Segment Start: Data extract

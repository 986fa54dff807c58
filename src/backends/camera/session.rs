// SPDX-License-Identifier: GPL-3.0-only
// Camera session lifecycle with stop-safe stream acquisition

//! Camera session management
//!
//! [`CameraSession`] owns at most one active camera stream at a time and
//! serializes start/stop ordering. Acquisition can take a while (device
//! negotiation, permission prompts), so the session guards against a stream
//! arriving after the session was already stopped: such a stream is released
//! immediately instead of being attached.

use crate::backends::camera::types::{
    BackendError, BackendResult, CameraCapabilities, CameraControl, CameraFrame, FacingMode,
    StreamConstraints,
};
use crate::backends::camera::CameraBackend;
use crate::constants::ResolutionPreset;
use std::sync::atomic::{AtomicBool, AtomicU64, Ordering};
use std::sync::{Arc, Mutex};
use tracing::{debug, info, warn};

/// Mutable session state shared between clones
struct SessionState {
    facing: FacingMode,
    brightness: f32,
    capabilities: Option<CameraCapabilities>,
    active: bool,
}

/// Manages the lifecycle of a single camera stream
///
/// Cheap to clone; all clones share the same underlying backend and state.
#[derive(Clone)]
pub struct CameraSession {
    backend: Arc<Mutex<Box<dyn CameraBackend>>>,
    state: Arc<Mutex<SessionState>>,
    /// Bumped on every start and stop. An acquisition that finishes under a
    /// stale epoch belongs to a stopped session and must release its stream.
    epoch: Arc<AtomicU64>,
    /// Set while device acquisition is running. While it is, `stop()` leaves
    /// the release to the epoch guard instead of waiting on the backend.
    acquiring: Arc<AtomicBool>,
}

impl CameraSession {
    /// Create a session around a backend, with an initial brightness value
    pub fn new(backend: Box<dyn CameraBackend>, brightness: f32) -> Self {
        Self {
            backend: Arc::new(Mutex::new(backend)),
            state: Arc::new(Mutex::new(SessionState {
                facing: FacingMode::default(),
                brightness: brightness.clamp(0.0, 1.0),
                capabilities: None,
                active: false,
            })),
            epoch: Arc::new(AtomicU64::new(0)),
            acquiring: Arc::new(AtomicBool::new(false)),
        }
    }

    /// Start a camera stream for the given facing mode and resolution hint
    ///
    /// Any previously active stream is stopped first, so at most one stream
    /// exists at any time. Acquisition runs on the blocking pool because the
    /// backend may wait on device negotiation or a permission prompt.
    pub async fn start(
        &self,
        facing: FacingMode,
        resolution: ResolutionPreset,
    ) -> BackendResult<()> {
        self.stop().await;

        let (width, height) = resolution.dimensions();
        let constraints = StreamConstraints {
            facing,
            width,
            height,
        };
        let epoch = self.epoch.fetch_add(1, Ordering::SeqCst) + 1;
        debug!(%facing, width, height, "Acquiring camera stream");

        let backend = Arc::clone(&self.backend);
        self.acquiring.store(true, Ordering::SeqCst);
        let acquired = tokio::task::spawn_blocking(move || {
            let mut guard = backend.lock().unwrap();
            guard.acquire(&constraints)?;
            match guard.capabilities() {
                Ok(capabilities) => Ok(capabilities),
                Err(e) => {
                    guard.release();
                    Err(e)
                }
            }
        })
        .await;
        self.acquiring.store(false, Ordering::SeqCst);
        let capabilities = acquired
            .map_err(|e| BackendError::Other(format!("acquisition task failed: {}", e)))??;

        // The epoch check and the attach must happen under one state lock:
        // a stop() landing in between would release the stream but leave
        // `active` set.
        let brightness = {
            let mut state = self.state.lock().unwrap();
            if self.epoch.load(Ordering::SeqCst) != epoch {
                drop(state);
                // The session was stopped while the device was still being
                // negotiated. The late stream must not stay attached.
                info!(%facing, "Releasing stream that arrived after session stop");
                let backend = Arc::clone(&self.backend);
                let _ =
                    tokio::task::spawn_blocking(move || backend.lock().unwrap().release()).await;
                return Err(BackendError::Other(
                    "session stopped during acquisition".into(),
                ));
            }
            state.facing = facing;
            state.capabilities = Some(capabilities);
            state.active = true;
            state.brightness
        };
        info!(%facing, width, height, "Camera session started");

        // Push the persisted brightness now that the capability report is known
        self.push_exposure(brightness, &capabilities).await;

        Ok(())
    }

    /// Stop the active stream, if any
    ///
    /// Idempotent and never blocks on an in-flight acquisition: bumping the
    /// epoch makes a late-arriving stream release itself on arrival.
    pub async fn stop(&self) {
        self.epoch.fetch_add(1, Ordering::SeqCst);

        let was_active = {
            let mut state = self.state.lock().unwrap();
            let was_active = state.active;
            state.active = false;
            state.capabilities = None;
            was_active
        };

        if self.acquiring.load(Ordering::SeqCst) {
            // The backend is blocked inside device negotiation, which may sit
            // behind a permission prompt indefinitely. The epoch bump above
            // makes that stream release itself on arrival.
            debug!("Acquisition in flight; stream will be released on arrival");
            return;
        }

        let backend = Arc::clone(&self.backend);
        let _ = tokio::task::spawn_blocking(move || backend.lock().unwrap().release()).await;

        if was_active {
            info!("Camera session stopped");
        }
    }

    /// Set the brightness value, clamped to [0, 1]
    ///
    /// Local state always updates so preview and capture filtering follow the
    /// slider. Hardware exposure compensation is pushed best-effort on top,
    /// scaled linearly into the device's reported range.
    pub async fn set_brightness(&self, value: f32) {
        if !value.is_finite() {
            warn!(value, "Ignoring non-finite brightness");
            return;
        }
        let value = value.clamp(0.0, 1.0);

        let capabilities = {
            let mut state = self.state.lock().unwrap();
            state.brightness = value;
            if state.active { state.capabilities } else { None }
        };

        if let Some(capabilities) = capabilities {
            self.push_exposure(value, &capabilities).await;
        }
    }

    /// Map brightness onto the device exposure compensation range and apply it
    async fn push_exposure(&self, value: f32, capabilities: &CameraCapabilities) {
        let Some(range) = capabilities.exposure_compensation else {
            debug!("No exposure compensation control; brightness is raster-only");
            return;
        };

        let target = range.min + f64::from(value) * (range.max - range.min);
        debug!(
            brightness = value,
            target,
            min = range.min,
            max = range.max,
            "Applying exposure compensation"
        );

        let backend = Arc::clone(&self.backend);
        let result = tokio::task::spawn_blocking(move || {
            backend
                .lock()
                .unwrap()
                .apply_control(CameraControl::ExposureCompensation(target))
        })
        .await;

        match result {
            Ok(Ok(())) => {}
            Ok(Err(e)) => warn!(error = %e, "Exposure compensation rejected"),
            Err(e) => warn!(error = %e, "Exposure compensation task failed"),
        }
    }

    /// Focus in response to a tap at the given viewport coordinates
    ///
    /// Sets a fixed mid-range focus distance (half the device maximum). The
    /// tap point is accepted for API symmetry but does not influence the
    /// focus target. Best-effort: unsupported devices are logged and skipped.
    pub async fn focus_at(&self, x: f32, y: f32) {
        debug!(x, y, "Tap-to-focus requested");

        let capabilities = {
            let state = self.state.lock().unwrap();
            if state.active { state.capabilities } else { None }
        };
        let Some(capabilities) = capabilities else {
            debug!("Focus ignored; no active stream");
            return;
        };
        let Some(range) = capabilities.focus_distance else {
            debug!("Device reports no focus distance range");
            return;
        };
        if !capabilities.manual_focus {
            debug!("Device does not accept manual focus");
            return;
        }

        let target = range.max * 0.5;
        let backend = Arc::clone(&self.backend);
        let result = tokio::task::spawn_blocking(move || {
            backend
                .lock()
                .unwrap()
                .apply_control(CameraControl::ManualFocusDistance(target))
        })
        .await;

        match result {
            Ok(Ok(())) => debug!(target, "Manual focus applied"),
            Ok(Err(e)) => warn!(error = %e, "Manual focus rejected"),
            Err(e) => warn!(error = %e, "Focus task failed"),
        }
    }

    /// Get the most recent frame without blocking
    ///
    /// Returns `None` while the backend is busy (e.g. acquiring) or when no
    /// stream is active.
    pub fn current_frame(&self) -> Option<CameraFrame> {
        if !self.is_active() {
            return None;
        }
        match self.backend.try_lock() {
            Ok(guard) => guard.current_frame(),
            Err(_) => None,
        }
    }

    /// Current brightness value in [0, 1]
    pub fn brightness(&self) -> f32 {
        self.state.lock().unwrap().brightness
    }

    /// Facing mode of the current (or last) stream
    pub fn facing(&self) -> FacingMode {
        self.state.lock().unwrap().facing
    }

    /// Whether capture output should be mirrored horizontally
    pub fn mirrored(&self) -> bool {
        self.facing().is_mirrored()
    }

    /// Whether a stream is currently attached
    pub fn is_active(&self) -> bool {
        self.state.lock().unwrap().active
    }
}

Segment End: Data extract

*Action item*
If a line in the records has the word "most", copy that line.

*Solved exercise*
//! [`CameraSession`] owns at most one active camera stream at a time and
    /// Any previously active stream is stopped first, so at most one stream
    /// Get the most recent frame without blocking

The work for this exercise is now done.